The People (Director of Public Prosecutions) v. Kenny [1990] 2 I.R. 110 , The People (Director of Public Prosecutions) v. Balfe [1998] 4 I.R. 50 and Creaven v Criminal Assets Bureau [2004] IESC 92, [2004] 4 I.R. 434 applied.

4. That the range of constitutional rights, a breach of which was necessary to trigger the operation of the exclusionary rule, was wider than that covering only the dwelling house of a citizen.

The People (Director of Public Prosecutions) v. Kenny [1990] 2 I.R. 110 and The People (Director of Public Prosecutions) v. Balfe [1998] 4 I.R. 50 applied, The People (Attorney General) v O'Brien [1965] I.R. 142 distinguished.

5. That the warrant which issued was a free standing warrant which was required in circumstances where all the conditions in s. 136(5) of the Finance Act 2001 were fulfilled. There was no evidence that the materials seized could in fact have been lawfully seized without warrant pursuant to a combination of other provisions of that Act.

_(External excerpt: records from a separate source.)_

//! Item Weight Measure form service tests
//!
//! Covers the report cycle end to end against a scripted report source:
//! - default date window on load
//! - clearing and distribution of the three result tables
//! - failure handling
//! - the concurrent generate policies
//! - generates whose caller went away
//! - row edits and reset to zero

mod common;

use async_trait::async_trait;
use common::*;
use iwm_backend::error::AppError;
use iwm_backend::external::{FetchError, ReportSource};
use iwm_backend::services::{EditRowInput, ItemWeightMeasureService, UpdateQueryInput};
use rust_decimal::Decimal;
use shared::{
    FormPhase, GenerationPolicy, NormalizedResults, ResetOutcome, ResolvedQuery, ResultTable,
    NO_NEGATIVE_STOCK_NOTICE,
};
use std::sync::Arc;
use std::time::Duration;
use tokio::sync::Semaphore;
use uuid::Uuid;

fn service(source: Arc<ScriptedSource>, policy: GenerationPolicy) -> ItemWeightMeasureService {
    ItemWeightMeasureService::new(source, policy).with_clock(fixed_today)
}

async fn select_filters(service: &ItemWeightMeasureService) {
    service
        .update_query(UpdateQueryInput {
            company: Some("C1".into()),
            warehouse: None,
            from_date: Some(date(2024, 1, 1)),
            to_date: Some(date(2024, 12, 31)),
        })
        .await
        .unwrap();
}

/// Wait until a cycle other than `previous` is pending
async fn wait_for_new_cycle(service: &ItemWeightMeasureService, previous: Option<Uuid>) -> Uuid {
    for _ in 0..500 {
        if let Some(id) = service.snapshot().await.pending_cycle() {
            if Some(id) != previous {
                return id;
            }
        }
        tokio::time::sleep(Duration::from_millis(2)).await;
    }
    panic!("no new cycle started");
}

/// Wait until the form reaches `phase` with no cycle pending
async fn wait_for_phase(service: &ItemWeightMeasureService, phase: FormPhase) {
    for _ in 0..500 {
        let form = service.snapshot().await;
        if form.phase == phase && form.pending_cycle().is_none() {
            return;
        }
        tokio::time::sleep(Duration::from_millis(2)).await;
    }
    panic!("form never reached {:?}", phase);
}

/// Report source whose call panics
struct PanickingSource;

#[async_trait]
impl ReportSource for PanickingSource {
    async fn fetch_best_months(&self, _query: &ResolvedQuery) -> Result<NormalizedResults, FetchError> {
        panic!("report source crashed");
    }
}

// ============================================================================
// Lifecycle
// ============================================================================

#[tokio::test]
async fn test_onload_fills_default_window() {
    let service = service(Arc::new(ScriptedSource::new(vec![])), GenerationPolicy::Reject);

    let form = service.on_load().await;
    assert_eq!(form.query.from_date, Some(date(2024, 1, 1)));
    assert_eq!(form.query.to_date, Some(date(2025, 1, 15)));
    assert_eq!(form.phase, FormPhase::Idle);
}

#[tokio::test]
async fn test_refresh_keeps_user_dates() {
    let service = service(Arc::new(ScriptedSource::new(vec![])), GenerationPolicy::Reject);
    select_filters(&service).await;

    let form = service.on_refresh().await;
    assert_eq!(form.query.from_date, Some(date(2024, 1, 1)));
    assert_eq!(form.query.to_date, Some(date(2024, 12, 31)));
}

#[tokio::test]
async fn test_update_query_rejects_inverted_range() {
    let service = service(Arc::new(ScriptedSource::new(vec![])), GenerationPolicy::Reject);
    let err = service
        .update_query(UpdateQueryInput {
            company: Some("C1".into()),
            from_date: Some(date(2024, 12, 31)),
            to_date: Some(date(2024, 1, 1)),
            ..UpdateQueryInput::default()
        })
        .await
        .unwrap_err();
    assert!(matches!(err, AppError::Validation { ref field, .. } if field == "from_date"));
}

// ============================================================================
// Generate
// ============================================================================

#[tokio::test]
async fn test_generate_end_to_end() {
    let source = Arc::new(ScriptedSource::new(vec![Ok(sample_report())]));
    let service = service(source.clone(), GenerationPolicy::Reject);
    select_filters(&service).await;

    let summary = service.generate().await.unwrap();
    assert_eq!(summary.items_with_best_month, 2);
    assert_eq!(summary.negative_stock_count, 1);
    assert_eq!(summary.overload_count, 1);
    assert_eq!(summary.company, "C1");
    assert_eq!(summary.date_range, "2024-01-01 → 2024-12-31");

    let calls = source.calls();
    assert_eq!(calls.len(), 1);
    assert_eq!(calls[0].company, "C1");
    assert_eq!(calls[0].warehouse, None);

    let form = service.snapshot().await;
    assert_eq!(form.phase, FormPhase::Distributed);
    assert_eq!(form.collections.items.len(), 2);
    let negative: Vec<_> = form.collections.negative_stock_items.iter().map(|r| r.item.as_str()).collect();
    let overload: Vec<_> = form.collections.overload_items.iter().map(|r| r.item.as_str()).collect();
    assert_eq!(negative, vec!["A"]);
    assert_eq!(overload, vec!["B"]);
}

#[tokio::test]
async fn test_generate_uses_default_window_when_unset() {
    let source = Arc::new(ScriptedSource::new(vec![Ok(sample_report())]));
    let service = service(source.clone(), GenerationPolicy::Reject);
    service
        .update_query(UpdateQueryInput {
            company: Some("C1".into()),
            warehouse: Some("Stores - C1".into()),
            ..UpdateQueryInput::default()
        })
        .await
        .unwrap();

    service.generate().await.unwrap();
    let calls = source.calls();
    assert_eq!(calls[0].from_date, date(2024, 1, 1));
    assert_eq!(calls[0].to_date, date(2025, 1, 15));
    assert_eq!(calls[0].warehouse.as_deref(), Some("Stores - C1"));
}

#[tokio::test]
async fn test_empty_result_clears_stale_tables() {
    let source = Arc::new(ScriptedSource::new(vec![Ok(sample_report()), Ok(report(vec![]))]));
    let service = service(source, GenerationPolicy::Reject);
    select_filters(&service).await;

    service.generate().await.unwrap();
    assert_eq!(service.snapshot().await.collections.items.len(), 2);

    let summary = service.generate().await.unwrap();
    assert_eq!(summary.items_with_best_month, 0);
    let form = service.snapshot().await;
    assert!(form.collections.items.is_empty());
    assert!(form.collections.negative_stock_items.is_empty());
    assert!(form.collections.overload_items.is_empty());
    assert_eq!(form.revision, 2);
}

#[tokio::test]
async fn test_generate_without_company_sends_nothing() {
    let source = Arc::new(ScriptedSource::new(vec![]));
    let service = service(source.clone(), GenerationPolicy::Reject);

    let err = service.generate().await.unwrap_err();
    assert!(matches!(err, AppError::Validation { ref field, .. } if field == "company"));
    assert!(source.calls().is_empty());
    assert_eq!(service.snapshot().await.phase, FormPhase::Idle);
}

#[tokio::test]
async fn test_fetch_failure_returns_to_idle_with_cleared_tables() {
    let source = Arc::new(ScriptedSource::new(vec![
        Ok(sample_report()),
        Err(FetchError::Network("connection refused".into())),
    ]));
    let service = service(source, GenerationPolicy::Reject);
    select_filters(&service).await;
    service.generate().await.unwrap();

    let err = service.generate().await.unwrap_err();
    assert!(matches!(err, AppError::Fetch(FetchError::Network(_))));

    let form = service.snapshot().await;
    assert_eq!(form.phase, FormPhase::Idle);
    assert!(form.collections.is_empty());
    assert_eq!(form.pending_cycle(), None);
}

#[tokio::test]
async fn test_retry_after_failure_succeeds() {
    let source = Arc::new(ScriptedSource::new(vec![
        Err(FetchError::Server {
            status: 500,
            message: "boom".into(),
        }),
        Ok(sample_report()),
    ]));
    let service = service(source, GenerationPolicy::Reject);
    select_filters(&service).await;

    assert!(service.generate().await.is_err());
    assert!(service.generate().await.is_ok());
    assert_eq!(service.snapshot().await.collections.items.len(), 2);
}

// ============================================================================
// Concurrent generate
// ============================================================================

#[tokio::test]
async fn test_reject_policy_refuses_second_generate() {
    let gate = Arc::new(Semaphore::new(0));
    let source = Arc::new(ScriptedSource::gated(vec![Ok(sample_report())], gate.clone()));
    let service = service(source.clone(), GenerationPolicy::Reject);
    select_filters(&service).await;

    let first = tokio::spawn({
        let service = service.clone();
        async move { service.generate().await }
    });
    wait_for_new_cycle(&service, None).await;

    let err = service.generate().await.unwrap_err();
    assert!(matches!(err, AppError::GenerationInProgress));
    assert_eq!(source.calls().len(), 1);

    gate.add_permits(1);
    let summary = first.await.unwrap().unwrap();
    assert_eq!(summary.items_with_best_month, 2);
    assert_eq!(service.snapshot().await.phase, FormPhase::Distributed);
}

#[tokio::test]
async fn test_supersede_policy_discards_stale_response() {
    let gate = Arc::new(Semaphore::new(0));
    let source = Arc::new(ScriptedSource::gated(
        vec![Ok(sample_report()), Ok(report(vec![row("C", 1, "2024-02", 1, 0, 0)]))],
        gate.clone(),
    ));
    let service = service(source.clone(), GenerationPolicy::Supersede);
    select_filters(&service).await;

    let first = tokio::spawn({
        let service = service.clone();
        async move { service.generate().await }
    });
    let first_id = wait_for_new_cycle(&service, None).await;

    let second = tokio::spawn({
        let service = service.clone();
        async move { service.generate().await }
    });
    let second_id = wait_for_new_cycle(&service, Some(first_id)).await;
    assert_ne!(first_id, second_id);

    gate.add_permits(2);
    let first = first.await.unwrap();
    let second = second.await.unwrap();

    assert!(matches!(first, Err(AppError::GenerationSuperseded)));
    let summary = second.unwrap();
    assert_eq!(summary.cycle_id, second_id);

    let form = service.snapshot().await;
    let items: Vec<_> = form.collections.items.iter().map(|r| r.item.as_str()).collect();
    assert_eq!(items, vec!["C"]);
    assert_eq!(form.phase, FormPhase::Distributed);
}

// ============================================================================
// Abandoned generate
// ============================================================================

#[tokio::test]
async fn test_dropped_generate_still_finishes_its_cycle() {
    let gate = Arc::new(Semaphore::new(0));
    let source = Arc::new(ScriptedSource::gated(
        vec![Ok(sample_report()), Ok(report(vec![]))],
        gate.clone(),
    ));
    let service = service(source.clone(), GenerationPolicy::Reject);
    select_filters(&service).await;

    let abandoned = tokio::time::timeout(Duration::from_millis(50), service.generate()).await;
    assert!(abandoned.is_err());
    assert_eq!(service.snapshot().await.phase, FormPhase::Requesting);

    gate.add_permits(2);
    wait_for_phase(&service, FormPhase::Distributed).await;
    assert_eq!(service.snapshot().await.collections.items.len(), 2);

    let summary = service.generate().await.unwrap();
    assert_eq!(summary.items_with_best_month, 0);
    assert_eq!(source.calls().len(), 2);
    assert_eq!(service.snapshot().await.phase, FormPhase::Distributed);
}

#[tokio::test]
async fn test_crashed_cycle_returns_to_idle() {
    let service = ItemWeightMeasureService::new(Arc::new(PanickingSource), GenerationPolicy::Reject)
        .with_clock(fixed_today);
    select_filters(&service).await;

    let err = service.generate().await.unwrap_err();
    assert!(matches!(err, AppError::Internal(_)));

    let form = service.snapshot().await;
    assert_eq!(form.phase, FormPhase::Idle);
    assert_eq!(form.pending_cycle(), None);

    let err = service.generate().await.unwrap_err();
    assert!(matches!(err, AppError::Internal(_)));
}

// ============================================================================
// Row edits and reset to zero
// ============================================================================

#[tokio::test]
async fn test_edited_qty_drives_reset_to_zero() {
    let source = Arc::new(ScriptedSource::new(vec![Ok(sample_report())]));
    let service = service(source, GenerationPolicy::Reject);
    select_filters(&service).await;
    service.generate().await.unwrap();

    let form = service
        .edit_row(
            ResultTable::NegativeStockItems,
            0,
            EditRowInput {
                qty: Some(Decimal::from(5)),
            },
        )
        .await
        .unwrap();
    assert_eq!(form.collections.negative_stock_items[0].qty, Some(Decimal::from(5)));
    assert_eq!(form.collections.items[0].qty, None);

    let (outcome, form) = service.reset_to_zero(true).await;
    assert_eq!(outcome, ResetOutcome::Corrected { rows: 1 });
    let corrected = &form.collections.negative_stock_items[0];
    assert_eq!(corrected.need, Decimal::from(5));
    assert_eq!(corrected.on_stock, Decimal::ZERO);
    assert_eq!(form.collections.items[0].need, Decimal::from(8));
}

#[tokio::test]
async fn test_edit_missing_row_is_not_found() {
    let service = service(Arc::new(ScriptedSource::new(vec![])), GenerationPolicy::Reject);

    let err = service
        .edit_row(ResultTable::NegativeStockItems, 0, EditRowInput::default())
        .await
        .unwrap_err();
    assert!(matches!(err, AppError::NotFound(_)));
}

#[tokio::test]
async fn test_reset_to_zero_without_rows_is_single_notice() {
    let service = service(Arc::new(ScriptedSource::new(vec![])), GenerationPolicy::Reject);

    let (outcome, form) = service.reset_to_zero(true).await;
    assert_eq!(
        outcome,
        ResetOutcome::Notice {
            message: NO_NEGATIVE_STOCK_NOTICE.to_string()
        }
    );
    assert_eq!(form.revision, 0);
}

#[tokio::test]
async fn test_reset_to_zero_confirm_then_apply() {
    let source = Arc::new(ScriptedSource::new(vec![Ok(sample_report())]));
    let service = service(source, GenerationPolicy::Reject);
    select_filters(&service).await;
    service.generate().await.unwrap();

    let (outcome, form) = service.reset_to_zero(false).await;
    assert!(matches!(outcome, ResetOutcome::ConfirmationRequired { rows: 1, .. }));
    assert_eq!(form.collections.negative_stock_items[0].on_stock, Decimal::from(-2));

    let (outcome, form) = service.reset_to_zero(true).await;
    assert_eq!(outcome, ResetOutcome::Corrected { rows: 1 });
    assert_eq!(form.phase, FormPhase::Corrected);

    let corrected = &form.collections.negative_stock_items[0];
    assert_eq!(corrected.on_stock, Decimal::ZERO);
    assert_eq!(corrected.need, Decimal::from(10));
    assert_eq!(corrected.overload, Decimal::ZERO);

    // the copy in `items` keeps the reported stock
    assert_eq!(form.collections.items[0].on_stock, Decimal::from(-2));
    assert_eq!(form.collections.items[0].need, Decimal::from(8));
}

Quaere: Whether there might be circumstances in which a judge sitting within his own District Court area could, without offending any legal principle, issue a search warrant to be executed in another District Court area?
DPP (Lavelle) -v- McCrae (2009)
Facts:

On appeal by way of case stated, the accused had been charged with drink driving offences pursuant to the Road Traffic Act, 1994 as amended and requested to speak with his solicitor prior to providing a sample of his breath into an intoxilyser machine. The Garda operating the machine had asserted that the accused was obliged by law to provide the sample and would be able to talk to his solicitor afterwards.

The District Judge had dismissed the charge, holding that the Garda had mistakenly concluded that she would not be entitled to make another request of the accused if she broke the operating cycle of the intoxilyser machine and permitted the accused to consult a solicitor. The question stated to the High Court was as follows:

"Should the accused have been provided with access to a solicitor before the breath test procedure under s. 13 Road Traffic Act, as amended was completed?; (ii) If the answer to question 1 is "yes" was I correct in dismissing the prosecution on that basis?"

Held by Edwards J. that once his detention became unlawful that he was entitled to be released and to leave the Garda Station forthwith. It was not necessary that a causative link should exist between the breach of rights and the evidence required.

There was a need to reconsider the strict exclusionary rule in existence. It had not been established on the facts. The appropriate question was not whether a lawyer would have made a difference but rather whether a lawyer could have made a difference.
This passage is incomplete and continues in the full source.